Significant advancements in controlling and manipulating individual quantum degrees of freedom have paved the way for the development of programmable strongly-interacting quantum many-body systems. Quantum simulation emerges as one of the most promising applications of these systems, offering insights into complex natural phenomena that would otherwise be difficult to explore. Motivated by these advancements, this dissertation delves into several analog quantum simulation proposals spanning different fields, including high-energy and condensed matter physics, employing various synthetic quantum systems. A primary objective is the investigation of the dynamical phenomena that can be effectively studied using these simulation approaches.

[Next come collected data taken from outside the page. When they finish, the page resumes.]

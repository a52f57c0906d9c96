use crate::TimingError;
use core::fmt::Debug;

/// Error type
#[derive(Debug)]
pub enum Error<E: Sized + Debug> {
    /// No presence on wire
    NoPresence,
    /// The requested slot timings are inconsistent
    InvalidTiming(TimingError),
    PortError(E),
}

impl<E: Sized + Debug> From<E> for Error<E> {
    fn from(e: E) -> Self {
        Error::PortError(e)
    }
}
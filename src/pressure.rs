use crate::{Calibration, CalibrationError};

/// Compensated pressure in pascal, Q24.8 (24 integer and 8 fractional bits).
#[derive(Debug, Clone, Copy, PartialEq, Eq, PartialOrd, Ord)]
#[cfg_attr(feature = "defmt", derive(defmt::Format))]
pub struct Pressure(u32);

impl Pressure {
    pub fn q24_8(&self) -> u32 {
        self.0
    }

    /// Whole pascal, fraction dropped
    pub fn pascals(&self) -> u32 {
        self.0 >> 8
    }

    pub fn hectopascals(&self) -> f32 {
        self.0 as f32 / 25600_f32
    }
}

impl Calibration {
    /// 64 bit fixed point compensation of a raw pressure sample.
    ///
    /// Returns Pa * 256, or 0 if the coefficients make the divisor vanish.
    /// Intermediate values wrap like the two's complement integers the
    /// formula was written for.
    pub fn compensate(&self, raw: i32, t_fine: i32) -> u32 {
        let p1 = i64::from(self.dig_p1);
        let p2 = i64::from(self.dig_p2);
        let p3 = i64::from(self.dig_p3);
        let p4 = i64::from(self.dig_p4);
        let p5 = i64::from(self.dig_p5);
        let p6 = i64::from(self.dig_p6);
        let p7 = i64::from(self.dig_p7);
        let p8 = i64::from(self.dig_p8);
        let p9 = i64::from(self.dig_p9);

        let mut var1 = i64::from(t_fine) - 128_000;
        let mut var2 = var1.wrapping_mul(var1).wrapping_mul(p6);
        var2 = var2.wrapping_add(var1.wrapping_mul(p5) << 17);
        var2 = var2.wrapping_add(p4 << 35);
        var1 = (var1.wrapping_mul(var1).wrapping_mul(p3) >> 8)
            .wrapping_add(var1.wrapping_mul(p2) << 12);
        var1 = (1_i64 << 47).wrapping_add(var1).wrapping_mul(p1) >> 33;
        if var1 == 0 {
            return 0;
        }

        // 32 bit subtraction, widened afterwards
        let mut p = i64::from(1_048_576_i32.wrapping_sub(raw));
        p = (p << 31)
            .wrapping_sub(var2)
            .wrapping_mul(3125)
            .wrapping_div(var1);
        var1 = p9.wrapping_mul(p >> 13).wrapping_mul(p >> 13) >> 25;
        var2 = p8.wrapping_mul(p) >> 19;
        p = (p.wrapping_add(var1).wrapping_add(var2) >> 8).wrapping_add(p7 << 4);
        p as u32
    }

    /// Like [`compensate`](Self::compensate), `None` instead of the 0 sentinel.
    pub fn pressure(&self, raw: i32, t_fine: i32) -> Option<Pressure> {
        match self.compensate(raw, t_fine) {
            0 => None,
            p => Some(Pressure(p)),
        }
    }
}

/// Compensates a raw pressure sample with coefficients still packed the way
/// the sensor stores them.
pub fn compensate_pressure(
    raw: i32,
    t_fine: i32,
    calibration: &[u8],
) -> Result<u32, CalibrationError> {
    let calibration = Calibration::try_from(calibration)?;
    Ok(calibration.compensate(raw, t_fine))
}
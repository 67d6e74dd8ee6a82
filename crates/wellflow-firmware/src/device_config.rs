//! Build-time device settings
//!
//! Injected by `build.rs` from `.env` (see `.env.example`).

use wellflow_core::config::{ConfigError, DeviceConfig};

pub const WIFI_SSID: &str = env!("WELLFLOW_WIFI_SSID");
pub const WIFI_PASSWORD: &str = env!("WELLFLOW_WIFI_PASSWORD");
pub const UTC_OFFSET_HOURS: &str = env!("WELLFLOW_UTC_OFFSET_HOURS");
pub const COUNTRY_CODE: &str = env!("WELLFLOW_COUNTRY_CODE");

/// Validate the injected settings.
pub fn device_config() -> Result<DeviceConfig<'static>, ConfigError> {
    DeviceConfig::new(WIFI_SSID, WIFI_PASSWORD, UTC_OFFSET_HOURS, COUNTRY_CODE)
}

The first part of the dissertation focuses on quantum simulation utilizing superconducting circuits. We demonstrate that this platform can natively realize several intriguing models including the massive Schwinger model (quantum electrodynamics (QED) in 1+1 dimensions) and various strongly interacting quantum impurity models. By studying high-energy scattering of quark and meson states within the Schwinger model, we reveal a wealth of rich phenomenology encompassing inelastic particle production, hadron disintegration as well as dynamical string formation and breaking. Furthermore, we demonstrate how the presence of a single impurity (artificial atom) can profoundly modify the properties of light-matter interactions in a waveguide, leading to anomalous transport of a single photon, strong photon decay, and the emergence of atom-photon bound states.

The second part of the dissertation focuses on quantum simulation with atomic, molecular, and optical (AMO) systems. Leveraging the tunable and long-range interactions available in platforms such as cavity-QED and trapped ions, we explore exotic regimes of quantum information dynamics. On the one hand, we demonstrate that the combination of simple and uniform all-to-all interactions together with chaotic short-range interactions can induce fast scrambling, a central feature associated with quantum black holes. On the other hand, we investigate how short-range yet non-local Rydberg interactions can strongly suppress atom tunneling in an optical lattice, resulting in frozen dynamics and Hilbert-space fragmentation. Finally, we propose a method of sympathetic cooling of neutral atoms using state-insensitive Rydberg interactions, potentially enabling longer quantum simulations and computations with this platform.